Tornadoes

Tornadoes are violently rotating columns of air extending from a cloud to the ground. They are often (but not always) visible as a condensation funnel cloud.    They usually start as funnel clouds and may be accompanied by a loud roaring noise. Significant damage can occur even when the condensation funnel does not reach the ground.

Tornadoes can occur at any time of day, any day of the year, and appear rapidly when conditions are warm, humid, and windy. Monitor weather conditions and reports for severe weather watches and warnings. Stay safe by:

  • Immediately seeking shelter inside a building
  • Go into a safe room (with no windows), such as a closet or bathroom
  • Cover your head with hard helmet, sit in a corner for protection, and listen to the radio for weather updates
  • Stay away from windows
BC Tornado 20140306. Photo credit Ahfachkee School

KNOW THE DIFFERENCE!

  • Tornado Watch– is issued when conditions are favorable for the development of tornadoes or severe thunderstorms. During a watch, be ready to move to a safe room (an interior room without windows), remain alert, and stay tuned to the weather for more updates.
  • Tornado Warning– is issued when a funnel cloud or rotation in is detected in your area by radar or sighted by a storm spotter. Seek shelter immediately in a safe room or an interior room such as a closet, bathroom, or hallway! Stay tuned to your radio for alerts and information.
Collier March 2003 Tornado. Photo Credit Chief Paul Wilson, Ochopee Fire Dept.
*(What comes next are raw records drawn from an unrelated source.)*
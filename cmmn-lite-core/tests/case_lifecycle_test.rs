//! Case runtime — end-to-end lifecycle choreography
//!
//! Drives one service-desk model through its whole life: sentry-gated
//! stage entry, a deferred if-part, manual activation and disabling,
//! milestone and user-event-listener plumbing, dynamic operator
//! overrides, and the listener seam watching every hop.

use std::sync::{Arc, Mutex};

use serde_json::json;

use cmmn_lite_core::{
    CaseState, CmmnError, CmmnLiteEngine, DeploymentBuilder, PlanItemInstance,
    PlanItemInstanceQuery, PlanItemLifecycleListener, PlanItemState, StartCaseBuilder,
    TaskInstance, TaskQuery,
};

// ---------------------------------------------------------------------------
// Model
// ---------------------------------------------------------------------------

const SERVICE_DESK_YAML: &str = r#"
key: service_desk
name: Service desk
plan_items:
  - kind: HumanTask
    id: intake
    name: Intake
    assignee: front-desk
  - kind: Stage
    id: handling
    name: Handling
    entry:
      - on:
          - plan_item: intake
    plan_items:
      - kind: HumanTask
        id: diagnose
        name: Diagnose
      - kind: HumanTask
        id: fix
        name: Fix
        entry:
          - on:
              - plan_item: diagnose
            if:
              variable: severity
              op: ">"
              value: 0
      - kind: HumanTask
        id: escalate
        name: Escalate
        manual_activation: true
  - kind: Milestone
    id: resolved
    name: Resolved
    entry:
      - on:
          - plan_item: handling
  - kind: UserEventListener
    id: abort
    name: Abort
  - kind: HumanTask
    id: survey
    name: Survey
    entry:
      - on:
          - plan_item: resolved
            event: occur
    exit:
      - on:
          - plan_item: abort
            event: occur
"#;

// ---------------------------------------------------------------------------
// Test rig
// ---------------------------------------------------------------------------

struct Desk {
    engine: CmmnLiteEngine,
    case_id: String,
}

impl Desk {
    fn open() -> Self {
        Self::open_with(CmmnLiteEngine::default())
    }

    fn open_with(engine: CmmnLiteEngine) -> Self {
        // Initialize logging for tests
        let _ = tracing_subscriber::fmt()
            .with_env_filter("cmmn_lite_core=debug")
            .try_init();

        engine
            .deploy(
                DeploymentBuilder::new("service-desk")
                    .add_resource("service_desk.cmmn.yaml", SERVICE_DESK_YAML),
            )
            .unwrap();
        let case = engine
            .start_case(
                StartCaseBuilder::new()
                    .by_key("service_desk")
                    .business_key("ticket-4711"),
            )
            .unwrap();
        Desk {
            engine,
            case_id: case.id,
        }
    }

    /// Latest instance row of one definition (UUIDv7 ids sort by time).
    fn instance_of(&self, plan_item_id: &str) -> PlanItemInstance {
        self.engine
            .query_plan_item_instances(&PlanItemInstanceQuery {
                case_instance_id: Some(self.case_id.clone()),
                plan_item_id: Some(plan_item_id.to_string()),
                order_by: Some("id asc".into()),
                ..Default::default()
            })
            .unwrap()
            .pop()
            .unwrap_or_else(|| panic!("no instance of '{plan_item_id}'"))
    }

    fn state_of(&self, plan_item_id: &str) -> PlanItemState {
        self.instance_of(plan_item_id).state
    }

    fn tasks_named(&self, name: &str) -> Vec<TaskInstance> {
        self.engine
            .query_tasks(&TaskQuery {
                case_instance_id: Some(self.case_id.clone()),
                name: Some(name.to_string()),
                ..Default::default()
            })
            .unwrap()
    }

    fn complete_named(&self, name: &str) {
        let task = self.tasks_named(name).remove(0);
        self.engine.complete_task(&task.id).unwrap();
    }

    fn case_is_gone(&self) -> bool {
        self.engine.get_case_instance(&self.case_id).is_none()
            && self
                .engine
                .query_plan_item_instances(&PlanItemInstanceQuery {
                    case_instance_id: Some(self.case_id.clone()),
                    ..Default::default()
                })
                .unwrap()
                .is_empty()
    }
}

/// Collects every plan item state change, in dispatch order.
#[derive(Default)]
struct RecordingListener {
    events: Mutex<Vec<(String, Option<PlanItemState>, PlanItemState)>>,
}

impl PlanItemLifecycleListener for RecordingListener {
    fn state_changed(
        &self,
        item: &PlanItemInstance,
        old: Option<PlanItemState>,
        new: PlanItemState,
    ) -> anyhow::Result<()> {
        self.events
            .lock()
            .unwrap()
            .push((item.plan_item_id.clone(), old, new));
        Ok(())
    }
}

// ---------------------------------------------------------------------------
// Scenarios
// ---------------------------------------------------------------------------

#[test]
fn service_desk_runs_to_completion() {
    let recording = Arc::new(RecordingListener::default());
    let engine = CmmnLiteEngine::builder()
        .add_plan_item_listener(recording.clone())
        .build();
    let desk = Desk::open_with(engine);

    // Step 1: only the criteria-less intake is live.
    assert_eq!(desk.state_of("intake"), PlanItemState::Active);
    assert_eq!(desk.state_of("handling"), PlanItemState::Available);
    assert_eq!(desk.tasks_named("Intake")[0].assignee.as_deref(), Some("front-desk"));

    // Step 2: finishing intake opens the stage and stamps its children.
    desk.complete_named("Intake");
    assert_eq!(desk.state_of("handling"), PlanItemState::Active);
    assert_eq!(desk.state_of("diagnose"), PlanItemState::Active);
    assert_eq!(desk.state_of("fix"), PlanItemState::Available);
    assert_eq!(desk.state_of("escalate"), PlanItemState::Enabled);
    assert_eq!(
        desk.engine.get_case_instance(&desk.case_id).unwrap().state,
        CaseState::Active
    );

    // Step 3: diagnose completes but the if-part still gates fix.
    desk.complete_named("Diagnose");
    assert_eq!(desk.state_of("fix"), PlanItemState::Available);
    assert!(desk.tasks_named("Fix").is_empty());

    // Step 4: the guard flips; the recorded on-part plus the now-true
    // if-part fire the sentry.
    desk.engine
        .set_variable(&desk.case_id, "severity", json!(2))
        .unwrap();
    assert_eq!(desk.state_of("fix"), PlanItemState::Active);
    assert_eq!(desk.tasks_named("Fix").len(), 1);

    // Step 5: the enabled escalate item keeps the stage open.
    desk.complete_named("Fix");
    assert_eq!(desk.state_of("handling"), PlanItemState::Active);

    // Step 6: disabling it lets the stage finish, which occurs the
    // milestone, which activates the survey.
    let escalate = desk.instance_of("escalate");
    desk.engine.disable_plan_item(&escalate.id).unwrap();
    assert_eq!(desk.state_of("handling"), PlanItemState::Completed);
    assert_eq!(desk.state_of("resolved"), PlanItemState::Completed);
    assert_eq!(desk.state_of("survey"), PlanItemState::Active);

    // Step 7: the last task completes the case and the runtime rows go.
    desk.complete_named("Survey");
    assert!(desk.case_is_gone());
    assert!(desk.tasks_named("Survey").is_empty());

    // The listener saw the milestone's whole life.
    let events = recording.events.lock().unwrap();
    let resolved: Vec<_> = events
        .iter()
        .filter(|(id, _, _)| id == "resolved")
        .map(|(_, old, new)| (*old, *new))
        .collect();
    assert_eq!(
        resolved,
        vec![
            (None, PlanItemState::Available),
            (Some(PlanItemState::Available), PlanItemState::Completed),
        ]
    );
}

#[test]
fn early_abort_terminates_the_survey_tail() {
    let desk = Desk::open();

    // The user event fires before the survey ever becomes active.
    let abort = desk.instance_of("abort");
    desk.engine.trigger_user_event_listener(&abort.id).unwrap();
    assert_eq!(desk.state_of("abort"), PlanItemState::Completed);
    assert_eq!(desk.state_of("survey"), PlanItemState::Terminated);

    // The rest of the case is unimpressed and still completes.
    desk.complete_named("Intake");
    desk.engine
        .set_variable(&desk.case_id, "severity", json!(1))
        .unwrap();
    desk.complete_named("Diagnose");
    desk.complete_named("Fix");
    let escalate = desk.instance_of("escalate");
    desk.engine.disable_plan_item(&escalate.id).unwrap();
    assert!(desk.case_is_gone());
}

#[test]
fn terminate_wipes_the_runtime_but_not_the_definitions() {
    let desk = Desk::open();
    desk.complete_named("Intake");

    desk.engine.terminate_case(&desk.case_id).unwrap();
    assert!(desk.case_is_gone());
    assert!(desk
        .engine
        .query_tasks(&TaskQuery {
            case_instance_id: Some(desk.case_id.clone()),
            ..Default::default()
        })
        .unwrap()
        .is_empty());

    // Definitions survive; a second terminate has nothing to address.
    assert!(desk
        .engine
        .find_latest_definition_by_key("service_desk", None)
        .is_ok());
    assert!(matches!(
        desk.engine.terminate_case(&desk.case_id),
        Err(CmmnError::ObjectNotFound { .. })
    ));
}

#[test]
fn operator_overrides_reroute_a_running_case() {
    let desk = Desk::open();

    // Step 1: activating fix by definition id opens the whole stage chain
    // and skips both the on-part and the severity guard.
    desk.engine
        .create_change_state_builder(&desk.case_id)
        .activate("fix")
        .change_state()
        .unwrap();
    assert_eq!(desk.state_of("handling"), PlanItemState::Active);
    assert_eq!(desk.state_of("fix"), PlanItemState::Active);
    assert_eq!(desk.tasks_named("Fix").len(), 1);
    // The end-of-step evaluation ran the stamped siblings as usual.
    assert_eq!(desk.state_of("diagnose"), PlanItemState::Active);
    assert_eq!(desk.state_of("escalate"), PlanItemState::Enabled);
    assert_eq!(desk.state_of("intake"), PlanItemState::Active);

    // Step 2: reverting a criteria-less item keeps the record; ordinary
    // evaluation re-activates the very same instance straight away.
    let before = desk.instance_of("diagnose");
    desk.engine
        .create_change_state_builder(&desk.case_id)
        .make_available("diagnose")
        .change_state()
        .unwrap();
    let after = desk.instance_of("diagnose");
    assert_eq!(after.id, before.id);
    assert_eq!(after.state, PlanItemState::Active);
    assert_eq!(desk.tasks_named("Diagnose").len(), 1);

    // Step 3: moving fix out of the stage leaves the occupied stage alone.
    desk.engine
        .create_change_state_builder(&desk.case_id)
        .move_plan_item("fix", "survey")
        .change_state()
        .unwrap();
    assert_eq!(desk.state_of("fix"), PlanItemState::Terminated);
    assert_eq!(desk.state_of("survey"), PlanItemState::Active);
    assert_eq!(desk.state_of("handling"), PlanItemState::Active);
    assert!(desk.tasks_named("Fix").is_empty());
    assert_eq!(desk.tasks_named("Survey").len(), 1);
}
Tornadoes are considered to be the most erratic, most unpredictable and most violent of all atmospheric storms.  Winds in the strongest of these storms can exceed 250 miles per hour. 

The intensity of tornadoes and the damage they cause is rated using the Enhanced Fujita (EF) Scale.  A tornado is given an EF rating of 0-5 .

Enhanced Fujita Scale

Visit these websites for more information about tornadoes and steps to take to keep your family safe:

National Weather Service Tornado FAQ (http://www.spc.noaa.gov/faq/tornado/)

Ready.gov (http://www.ready.gov/tornadoes)

American Red Cross (http://www.redcross.org/prepare/disaster/tornado)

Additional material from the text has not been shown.